円筒形の小型ケースでGTX 980 SLIの爆速性能! 「Vortex」を完全分解50万円の価値はあるか

» 2016年04月20日 00時00分 公開
[後藤治ITmedia]

 1月の「CES 2016」で初披露されたMSIの高性能ゲーミングデスクトップPC「Vortex」の国内発売が決まった。日本向けには、Core i7-6700Kをベースに、GeForce GTX 980の2枚差しでSLIを構築した上位モデルと、GeForce GTX 960 SLIの下位モデルが用意される。発売日は4月27日で、実売予想価格は前者が50万円前後、後者が33万円前後になる見込みだ。

MSI「Vortex」

 Vortex(渦、旋風)の名前は、そのユニークな冷却システムに由来する。具体的には、円筒形に近い金属製ケースの上部に直径約14センチほどの大型ベアリングファンを設置し、底面のスリットから吸気した空気を上部に向かって強力に吸い上げて排出する構造だ。容量はわずか約6.5リットル、高さは約27.8センチと、Mac Proを連想させる非常に小型なケースで、競合する「ALIENWARE Area-51」(容量65リットル)に比べるとその差は歴然である。

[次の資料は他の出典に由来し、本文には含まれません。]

//! OpenAI-compatible client implementation.
//!
//! # Credential passthrough
//!
//! [`OpenAIClient`] implements [`PassthroughCapable`]. When its config sets
//! `api_key_passthrough`, a token stored on a request via
//! [`PassthroughCapable::set_passthrough_key`] is sent as
//! `Authorization: Bearer <token>` for that request only. Requests without a
//! forwarded token fall back to the static `api_key`.
//!
//! # Examples
//!
//! ```no_run
//! use keyrelay_client::{LLMClient, OpenAIClient};
//! use keyrelay_common::{Message, ModelConfig, ModelProvider, ModelRequest};
//!
//! # async fn example() -> anyhow::Result<()> {
//! let config = ModelConfig::new(ModelProvider::OpenAI, "gpt-4o").with_api_key("sk-...");
//! let client = OpenAIClient::new(config)?;
//!
//! let request = ModelRequest::new(vec![
//!     Message::system("You are a helpful assistant"),
//!     Message::user("Hello!"),
//! ]);
//! let response = client.chat(&request).await?;
//! println!("Response: {}", response.message.content);
//! # Ok(())
//! # }
//! ```
//!
//! # Security
//!
//! Keys and forwarded tokens are held as `SecretString`, never logged, never
//! placed in the request body, and marked sensitive on the outgoing header.

use std::sync::Arc;

use anyhow::Result;
use async_trait::async_trait;
use chrono::{DateTime, Utc};
use log::{debug, warn};
use reqwest::header::CONTENT_TYPE;
use reqwest_middleware::ClientWithMiddleware;
use secrecy::SecretString;
use serde::{Serialize, de::DeserializeOwned};

use keyrelay_common::{Message, MessageRole, ModelConfig, ModelRequest, ModelResponse};

use crate::auth::{apply_auth_headers, require_static_credentials, resolve_api_key};
use crate::error::ClientError;
use crate::http::{apply_static_headers, base_url, build_http_client, read_error};
use crate::openai::{ChatCompletionRequest, ChatCompletionResponse};
use crate::{LLMClient, PassthroughCapable};

/// Client for `OpenAI`-compatible APIs.
#[derive(Clone)]
pub struct OpenAIClient {
    client: ClientWithMiddleware,
    base_url: String,
    config: Arc<ModelConfig>,
}

// Custom Debug implementation to avoid exposing API key
impl std::fmt::Debug for OpenAIClient {
    fn fmt(&self, f: &mut std::fmt::Formatter<'_>) -> std::fmt::Result {
        f.debug_struct("OpenAIClient")
            .field("api_key", &"[REDACTED]")
            .field("base_url", &self.base_url)
            .field("model", &self.config.model)
            .field("api_key_passthrough", &self.config.api_key_passthrough)
            .finish_non_exhaustive()
    }
}

impl OpenAIClient {
    /// Create a new client from a configuration.
    ///
    /// # Errors
    ///
    /// Returns an error if:
    /// - no static API key is set and passthrough is not enabled
    /// - no valid endpoint can be determined
    /// - the HTTP client cannot be built
    pub fn new(config: ModelConfig) -> Result<Self> {
        require_static_credentials(&config)?;
        let base_url = base_url(&config)?;
        let client = build_http_client(&config)?;

        Ok(Self {
            client,
            base_url,
            config: Arc::new(config),
        })
    }

    /// Set the model to use for chat completions.
    #[must_use]
    pub fn with_model(mut self, model: impl Into<String>) -> Self {
        Arc::make_mut(&mut self.config).model = model.into();
        self
    }

    async fn make_request<T: DeserializeOwned, B: Serialize + Sync>(
        &self,
        endpoint: &str,
        body: &B,
        api_key: Option<&SecretString>,
    ) -> Result<T, ClientError> {
        let url = format!("{}/{}", self.base_url, endpoint);

        url::Url::parse(&url)
            .map_err(|e| ClientError::ConfigurationError(format!("Invalid URL '{url}': {e}")))?;

        let request_builder = self
            .client
            .post(&url)
            .header(CONTENT_TYPE, "application/json");
        let request_builder = apply_static_headers(request_builder, &self.config.headers);
        let request_builder = apply_auth_headers(request_builder, self.config.provider, api_key)?;

        let response = request_builder
            .body(serde_json::to_string(body)?)
            .send()
            .await?;

        if !response.status().is_success() {
            return Err(read_error(response).await);
        }

        let response_text = response.text().await?;
        debug!("Raw API response: {response_text}");

        Ok(serde_json::from_str(&response_text)?)
    }
}

#[async_trait]
impl LLMClient for OpenAIClient {
    fn config(&self) -> &ModelConfig {
        &self.config
    }

    async fn chat(&self, request: &ModelRequest) -> Result<ModelResponse> {
        self.validate_request(request)?;

        let api_key = resolve_api_key(request, &self.config)?;
        if request.options.has_api_key() {
            debug!(
                "Authenticating invocation {} with forwarded credential",
                request.invocation_id
            );
        }

        let body = ChatCompletionRequest::from((request, self.config.as_ref()));
        let response: ChatCompletionResponse = self
            .make_request("chat/completions", &body, api_key)
            .await?;

        let Some(choice) = response.choices.into_iter().next() else {
            warn!(
                "Received empty choices array from API. Response ID: {}, Model: {}",
                response.id, response.model
            );
            return Err(
                ClientError::InvalidResponse("API returned no choices in response".to_string())
                    .into(),
            );
        };

        let finish_reason = choice
            .finish_reason
            .as_deref()
            .and_then(|reason| reason.parse().ok());

        Ok(ModelResponse {
            message: Message::new(
                MessageRole::Assistant,
                choice.message.content.unwrap_or_default(),
            ),
            model: response.model,
            finish_reason,
            usage: response.usage,
            created_at: DateTime::from_timestamp(i64::try_from(response.created).unwrap_or(0), 0)
                .unwrap_or_else(Utc::now),
            response_id: Some(response.id),
        })
    }

    fn as_passthrough(&self) -> Option<&dyn PassthroughCapable> {
        Some(self)
    }
}

impl PassthroughCapable for OpenAIClient {
    fn api_key_passthrough(&self) -> Option<bool> {
        self.config.api_key_passthrough
    }

    fn set_passthrough_key(&self, request: &mut ModelRequest, token: SecretString) {
        request.set_api_key(token);
    }
}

前面にはおなじみGaming G Seriesのエンブレム

 台湾MSIでプロダクトマネージャーを務めるワン・ウィニー氏によれば、Vortexの構想はかなり前からあったが、実際に製品開発がスタートしたのは2014年以降。先行するALIENWARE Area-51を強く意識したという。通常、フォームファクター上の制約と性能はトレードオフの関係にあるが、MSIは「ノートPC開発チームの技術を結集」して、約6.5リットルのケースにコンシューマー最高峰の性能を詰め込み、さらに静音性にもこだわったとしている。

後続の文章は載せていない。